As publishing propositions go, this one was fairly straightforward.
Take “The Five People You Meet in Heaven,” Mitch Albom’s best-selling spiritual fable, and update it by sending five new people into the afterlife. The result: a sequel built on a market-tested idea.
“It definitely gives us a hook in the world of book publishing and marketing and trying to rise above the noise,” said Karen Rinaldi, Mr. Albom’s editor at HarperCollins.
While the sequel has potential for big business, Mr. Albom said his reason for writing it is personal. He called the book his way of processing the past three years, when he experienced the deaths of both his parents and a 7-year-old Haitian orphan he had come to view as his child.
Of all his novels, “Five People” is the one readers ask him about the most. “I hear people saying, ‘You said it was the first stage of heaven—what’s the second?’” he said.
With “The Next Person You Meet in Heaven,” out on Tuesday, Mr. Albom tries to answer that question, putting the same fictional twist on religious faith that made the original a hit 15 years ago.
The sequel centers on 30-year-old newlywed Annie, entering heaven after a hot-air balloon accident. As with the 2003 novel, the five people waiting for her reveal their influence over her life in ways she hadn’t realized.
One of them is Eddie, an amusement-park maintenance worker who died rescuing her from a broken ride in “The Five People You Meet in Heaven.” For Eddie, Annie becomes “the next person” of the sequel’s title.
‘ I think that you will get to see the people that you loved and be with them again, and I think that they will be able to unlock some of the secrets and things you didn’t know about. ’
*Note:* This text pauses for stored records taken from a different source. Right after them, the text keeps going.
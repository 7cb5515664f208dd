pub mod paths;
pub mod schema;

pub use {
    paths::{GlobalPaths, ProjectPaths},
    schema::{ClientCredentials, GasConfig},
};
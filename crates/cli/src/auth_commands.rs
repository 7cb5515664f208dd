use {
    anyhow::Result,
    clap::Subcommand,
    gas_config::GlobalPaths,
    gas_oauth::{AuthOptions, Authenticator, TokenStore, now_ms},
};

#[derive(Subcommand)]
pub enum AuthAction {
    /// Log in to Google via OAuth.
    Login {
        /// Discard any cached token and re-authenticate.
        #[arg(long)]
        force: bool,
        /// Refresh the token even if it has not expired.
        #[arg(long)]
        refresh: bool,
        /// Print the consent URL instead of opening a browser.
        #[arg(long)]
        show_url: bool,
    },
    /// Show authentication status.
    Status,
    /// Forget the stored token.
    Logout,
}

pub async fn handle_auth(action: AuthAction) -> Result<()> {
    match action {
        AuthAction::Login {
            force,
            refresh,
            show_url,
        } => login(force, refresh, show_url).await,
        AuthAction::Status => status(),
        AuthAction::Logout => logout(),
    }
}

async fn login(force: bool, refresh: bool, show_url: bool) -> Result<()> {
    let options = AuthOptions {
        force,
        refresh,
        show_url,
    };
    Authenticator::new(GlobalPaths::new())
        .authenticate(&options)
        .await?;
    println!("Successfully authenticated.");
    Ok(())
}

fn status() -> Result<()> {
    let store = TokenStore::new(GlobalPaths::new().token_file());
    match store.load() {
        None => println!("Not authenticated."),
        Some(token) => {
            let ttl = token.ttl_ms(now_ms());
            if ttl > 0 {
                let remaining = ttl / 1000;
                let hours = remaining / 3600;
                let mins = (remaining % 3600) / 60;
                println!("Authenticated [valid ({hours}h {mins}m remaining)]");
            } else {
                println!("Authenticated [expired; will refresh on next use]");
            }
        },
    }
    Ok(())
}

fn logout() -> Result<()> {
    let store = TokenStore::new(GlobalPaths::new().token_file());
    store.delete()?;
    println!("Logged out.");
    Ok(())
}
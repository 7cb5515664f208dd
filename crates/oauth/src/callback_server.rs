use anyhow::{Context, Result};
use tokio::{
    io::{AsyncReadExt, AsyncWriteExt},
    net::TcpListener,
};
use tracing::debug;

/// One-shot listener for the OAuth redirect.
///
/// Bound up front so the consent URL is only handed out once the port is
/// actually ours. [`wait_for_code`](Self::wait_for_code) consumes the
/// server, so the socket is released on every exit path.
#[derive(Debug)]
pub struct CallbackServer {
    listener: TcpListener,
}

impl CallbackServer {
    /// Bind the redirect port on localhost.
    pub async fn bind(port: u16) -> Result<Self> {
        let listener = TcpListener::bind(("127.0.0.1", port))
            .await
            .with_context(|| format!("failed to bind callback port {port}"))?;
        Ok(Self { listener })
    }

    pub fn port(&self) -> Result<u16> {
        Ok(self.listener.local_addr()?.port())
    }

    /// Service exactly one request, then shut down.
    ///
    /// The browser is answered with a 302 to `success_url` whether or not a
    /// code arrived; the caller decides what a missing code means. Later
    /// redirect attempts find the port closed and are refused by the OS.
    pub async fn wait_for_code(self, success_url: &str) -> Result<Option<String>> {
        let (mut socket, addr) = self
            .listener
            .accept()
            .await
            .context("callback accept failed")?;
        debug!(%addr, "redirect request received");

        let mut buf = vec![0u8; 8192];
        let n = socket
            .read(&mut buf)
            .await
            .context("callback read failed")?;
        let request = String::from_utf8_lossy(&buf[..n]);
        let code = parse_code(&request);

        let response = format!(
            "HTTP/1.1 302 Found\r\nLocation: {success_url}\r\nContent-Length: 0\r\nConnection: close\r\n\r\n"
        );
        let _ = socket.write_all(response.as_bytes()).await;
        let _ = socket.shutdown().await;

        // Dropping `self.listener` here frees the port.
        Ok(code)
    }
}

/// Pull the `code` query parameter out of the request line.
fn parse_code(request: &str) -> Option<String> {
    let first_line = request.lines().next()?;
    let target = first_line.split_whitespace().nth(1)?;
    let url = url::Url::parse(&format!("http://localhost{target}")).ok()?;
    url.query_pairs()
        .find(|(key, _)| key == "code")
        .map(|(_, value)| value.to_string())
        .filter(|code| !code.is_empty())
}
Mr. Albom, whose books have sold more than 39 million copies, said he hasn’t ruled out another stage of heaven—and a third book in the franchise.
When the author, who is Jewish, was asked why he chooses nominally Christian characters for his “Heaven” books, he paused. “As opposed to?” he asked. He said he hadn’t thought about the characters’ religions while he was writing the novels, which both are prefaced with reminders that the works are fiction.
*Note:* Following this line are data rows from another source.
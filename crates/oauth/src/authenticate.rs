use anyhow::Result;
use gas_config::{GasConfig, GlobalPaths};
use tracing::{debug, warn};

use crate::{
    client::build_client,
    exchange::{Grant, TokenExchange},
    flow::run_interactive,
    storage::TokenStore,
    telemetry,
    types::{AuthOptions, EXPIRY_MARGIN_MS, Endpoints, OAuthClient, now_ms},
};

/// Top-level authentication entry point.
///
/// Decides between reusing the cached token, silently refreshing it, and
/// running the full interactive consent flow.
#[derive(Debug, Clone)]
pub struct Authenticator {
    paths: GlobalPaths,
    endpoints: Endpoints,
    http: reqwest::Client,
}

impl Authenticator {
    pub fn new(paths: GlobalPaths) -> Self {
        Self::with_endpoints(paths, Endpoints::default())
    }

    /// An authenticator over custom endpoints (useful for testing).
    pub fn with_endpoints(paths: GlobalPaths, endpoints: Endpoints) -> Self {
        Self {
            paths,
            endpoints,
            http: reqwest::Client::new(),
        }
    }

    /// Authenticate and return a descriptor carrying valid credentials.
    pub async fn authenticate(&self, options: &AuthOptions) -> Result<OAuthClient> {
        GasConfig::ensure_exists(&self.paths.config_file())?;

        let store = TokenStore::new(self.paths.token_file());
        if options.force {
            store.delete()?;
        }

        let mut client = build_client(&self.paths, &self.endpoints)?;
        let exchange = TokenExchange::new(
            self.http.clone(),
            self.endpoints.clone(),
            store.clone(),
        );

        let Some(token) = store.load() else {
            run_interactive(&exchange, &self.endpoints, &mut client, options).await?;
            telemetry::spawn_log_auth(self.http.clone(), self.endpoints.clone(), &client);
            return Ok(client);
        };

        let ttl = token.ttl_ms(now_ms());
        client.credentials = Some(token);

        if ttl < EXPIRY_MARGIN_MS || options.refresh {
            match exchange.authorize(&mut client, Grant::Refresh).await {
                Ok(()) => Ok(client),
                Err(err) => {
                    // The refresh token is irrecoverably invalid; full
                    // re-consent is the only way forward.
                    warn!(error = %err, "token refresh failed, falling back to interactive consent");
                    run_interactive(&exchange, &self.endpoints, &mut client, options).await?;
                    Ok(client)
                },
            }
        } else {
            debug!(ttl_ms = ttl, "cached token still valid");
            Ok(client)
        }
    }
}
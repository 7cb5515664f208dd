//! Thin wrappers over the Drive v3 endpoints used to sync Apps Script
//! content. The script bundle travels as a JSON-wrapped file body.

use anyhow::{Context, Result, bail};
use gas_config::ProjectPaths;
use gas_oauth::OAuthClient;
use tracing::debug;

/// MIME type of a JSON-wrapped Apps Script bundle.
pub const MIME_GAS_JSON: &str = "application/vnd.google-apps.script+json";

/// Which local metadata file to push.
#[derive(Debug, Clone, Copy, PartialEq, Eq)]
pub enum PushSource {
    /// `.gas/local.json`, the locally edited state.
    Local,
    /// `.gas/remote.json`, the last pulled remote state.
    Remote,
}

/// Drive API client.
///
/// Base URLs are injected so tests can stand in a local double for the
/// upload and export endpoints.
#[derive(Debug, Clone)]
pub struct DriveClient {
    http: reqwest::Client,
    api_url: String,
    upload_url: String,
}

impl DriveClient {
    pub fn new() -> Self {
        Self::with_base_urls(
            "https://www.googleapis.com/drive/v3".into(),
            "https://www.googleapis.com/upload/drive/v3".into(),
        )
    }

    /// A client over custom base URLs (useful for testing).
    pub fn with_base_urls(api_url: String, upload_url: String) -> Self {
        Self {
            http: reqwest::Client::new(),
            api_url,
            upload_url,
        }
    }

    fn bearer(auth: &OAuthClient) -> Result<&str> {
        auth.access_token()
            .ok_or_else(|| anyhow::anyhow!("client is not authenticated"))
    }

    /// Push the chosen metadata file to the remote Apps Script project.
    pub async fn push(
        &self,
        auth: &OAuthClient,
        project_id: &str,
        source: PushSource,
        project: &ProjectPaths,
    ) -> Result<()> {
        let path = match source {
            PushSource::Local => project.local_file(),
            PushSource::Remote => project.remote_file(),
        };
        let content = std::fs::read_to_string(&path)
            .with_context(|| format!("failed to read {}", path.display()))?;

        let url = format!("{}/files/{project_id}", self.upload_url);
        let resp = self
            .http
            .patch(&url)
            .query(&[("uploadType", "media"), ("supportsTeamDrives", "true")])
            .bearer_auth(Self::bearer(auth)?)
            .header(reqwest::header::CONTENT_TYPE, MIME_GAS_JSON)
            .body(content)
            .send()
            .await
            .map_err(|e| anyhow::anyhow!("push request failed: {e}"))?;

        let status = resp.status();
        if !status.is_success() {
            let body = resp.text().await.unwrap_or_default();
            bail!("push failed ({status}): {body}");
        }
        debug!(project_id, "pushed script content");
        Ok(())
    }

    /// Fetch the remote project content and store it as `.gas/remote.json`.
    pub async fn pull(
        &self,
        auth: &OAuthClient,
        project_id: &str,
        project: &ProjectPaths,
    ) -> Result<String> {
        let url = format!("{}/files/{project_id}/export", self.api_url);
        let resp = self
            .http
            .get(&url)
            .query(&[("mimeType", MIME_GAS_JSON), ("supportsTeamDrives", "true")])
            .bearer_auth(Self::bearer(auth)?)
            .send()
            .await
            .map_err(|e| anyhow::anyhow!("pull request failed: {e}"))?;

        let status = resp.status();
        let body = resp
            .text()
            .await
            .map_err(|e| anyhow::anyhow!("failed to read pull response: {e}"))?;
        if !status.is_success() {
            bail!("pull failed ({status}): {body}");
        }

        std::fs::create_dir_all(project.meta_dir())?;
        std::fs::write(project.remote_file(), &body)
            .with_context(|| format!("failed to write {}", project.remote_file().display()))?;
        debug!(project_id, "pulled script content");
        Ok(body)
    }
}

impl Default for DriveClient {
    fn default() -> Self {
        Self::new()
    }
}

#[cfg(test)]
mod tests {
    use gas_oauth::TokenRecord;
    use mockito::Matcher;

    use super::*;

    fn authenticated() -> OAuthClient {
        OAuthClient {
            client_id: "id".into(),
            client_secret: None,
            redirect_uri: "http://localhost:9012".into(),
            custom: false,
            credentials: Some(TokenRecord {
                access_token: "at".into(),
                refresh_token: None,
                expiry_date: i64::MAX,
                scope: None,
                token_type: Some("Bearer".into()),
            }),
        }
    }

    fn project_in(dir: &tempfile::TempDir) -> ProjectPaths {
        ProjectPaths::new(dir.path().to_path_buf())
    }

    fn client_for(server: &mockito::Server) -> DriveClient {
        DriveClient::with_base_urls(
            format!("{}/drive/v3", server.url()),
            format!("{}/upload/drive/v3", server.url()),
        )
    }

    #[tokio::test]
    async fn push_uploads_local_content_as_script_json() {
        let mut server = mockito::Server::new_async().await;
        let upload = server
            .mock("PATCH", "/upload/drive/v3/files/proj-1")
            .match_query(Matcher::AllOf(vec![
                Matcher::UrlEncoded("uploadType".into(), "media".into()),
                Matcher::UrlEncoded("supportsTeamDrives".into(), "true".into()),
            ]))
            .match_header("authorization", "Bearer at")
            .match_header("content-type", MIME_GAS_JSON)
            .match_body(r#"{"files": []}"#)
            .with_status(200)
            .create_async()
            .await;

        let dir = tempfile::tempdir().unwrap();
        let project = project_in(&dir);
        std::fs::create_dir_all(project.meta_dir()).unwrap();
        std::fs::write(project.local_file(), r#"{"files": []}"#).unwrap();

        client_for(&server)
            .push(&authenticated(), "proj-1", PushSource::Local, &project)
            .await
            .unwrap();
        upload.assert_async().await;
    }

    #[tokio::test]
    async fn push_without_metadata_file_is_an_error() {
        let server = mockito::Server::new_async().await;
        let dir = tempfile::tempdir().unwrap();

        let result = client_for(&server)
            .push(&authenticated(), "proj-1", PushSource::Local, &project_in(&dir))
            .await;
        assert!(result.is_err());
    }

    #[tokio::test]
    async fn push_surfaces_api_failures() {
        let mut server = mockito::Server::new_async().await;
        let _upload = server
            .mock("PATCH", "/upload/drive/v3/files/proj-1")
            .match_query(Matcher::Any)
            .with_status(403)
            .with_body("insufficient permissions")
            .create_async()
            .await;

        let dir = tempfile::tempdir().unwrap();
        let project = project_in(&dir);
        std::fs::create_dir_all(project.meta_dir()).unwrap();
        std::fs::write(project.local_file(), "{}").unwrap();

        let result = client_for(&server)
            .push(&authenticated(), "proj-1", PushSource::Local, &project)
            .await;
        assert!(result.is_err());
    }

    #[tokio::test]
    async fn pull_writes_remote_metadata() {
        let mut server = mockito::Server::new_async().await;
        let export = server
            .mock("GET", "/drive/v3/files/proj-1/export")
            .match_query(Matcher::UrlEncoded("mimeType".into(), MIME_GAS_JSON.into()))
            .with_status(200)
            .with_body(r#"{"files": [{"name": "Code"}]}"#)
            .create_async()
            .await;

        let dir = tempfile::tempdir().unwrap();
        let project = project_in(&dir);

        let body = client_for(&server)
            .pull(&authenticated(), "proj-1", &project)
            .await
            .unwrap();
        export.assert_async().await;
        assert_eq!(body, r#"{"files": [{"name": "Code"}]}"#);
        assert_eq!(
            std::fs::read_to_string(project.remote_file()).unwrap(),
            body
        );
    }

    #[tokio::test]
    async fn unauthenticated_client_is_rejected_locally() {
        let server = mockito::Server::new_async().await;
        let dir = tempfile::tempdir().unwrap();
        let project = project_in(&dir);
        std::fs::create_dir_all(project.meta_dir()).unwrap();
        std::fs::write(project.local_file(), "{}").unwrap();

        let mut auth = authenticated();
        auth.credentials = None;

        let result = client_for(&server)
            .push(&auth, "proj-1", PushSource::Local, &project)
            .await;
        assert!(result.is_err());
    }
}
The 60-year-old Detroit writer, whose nearly unlined face is framed by a cap of brown hair, has appeared at corporate gatherings, religious venues and other stops on the speaking circuit thanks partly to the mass appeal of his first “Heaven” book.
The original “Heaven” followed “Tuesdays with Morrie,” his 1997 nonfiction best-seller that examined mortality and the meaning of life. His longtime agent David Black recalled that publishers were unsure what to think when they learned that Mr. Albom, a writer for the Detroit Free Press, wanted to write fiction for his high-stakes follow-up. The novel, which tapped into the “Morrie” fan base, became a best-seller. (Mr. Albom’s writing continues to appear in the Detroit Free Press, including a recent column on Brett Kavanaugh.)
Asked to explain the success of the first “Heaven” book, Bob Miller, the former Hyperion publisher who championed it, pointed in part to its title, which neatly answered the question of what happens when you die. “It is one of the great titles of all time,” he said.
The sequel is published by HarperCollins, which like The Wall Street Journal is owned by News Corp .
Mr. Albom has dedicated “The Next Person You Meet in Heaven” to Chika Jeune, an orphan from Haiti who was diagnosed with a brain tumor and came to Detroit in 2015 to live under the care of the author and his wife. Mr. Albom, who travels frequently to Port-au-Prince to run an orphanage there, embarked on an international quest to find a treatment for the girl’s disease in the months that followed. Chika died in April 2017. The couple has no biological or adopted children.
The new book deals tangentially with the death of a child when a character in the afterlife is reunited with a lost baby. “I think the line is, ‘She felt utterly complete and utterly vacant, which is what having and losing a child is like,’ and that’s exactly how I feel,” Mr. Albom said. “I’ve never been more fulfilled in my life and I’ve never felt more empty in my life.”
He said he admits every child to the orphanage himself and decides who to turn away based on need. “You have to play Solomon,” he said, adding that the 10 or 15 children who are rejected for each one admitted “haunt my memories for a long time.”
The writer, who also founded S.A.Y. Detroit, an umbrella group for nine charitable operations in the city, said he would pay for the higher educations of the orphanage’s 47 children. He said he hopes they attend college in the U.S. and return to Haiti to do good there.
Though his personal faith offers no universally accepted view of heaven, Mr. Albom himself believes in the afterlife. “I think it’s somewhat like I’ve described,” he said. “I think that you will get to see the people that you loved and be with them again, and I think that they will be able to unlock some of the secrets and things you didn’t know about.”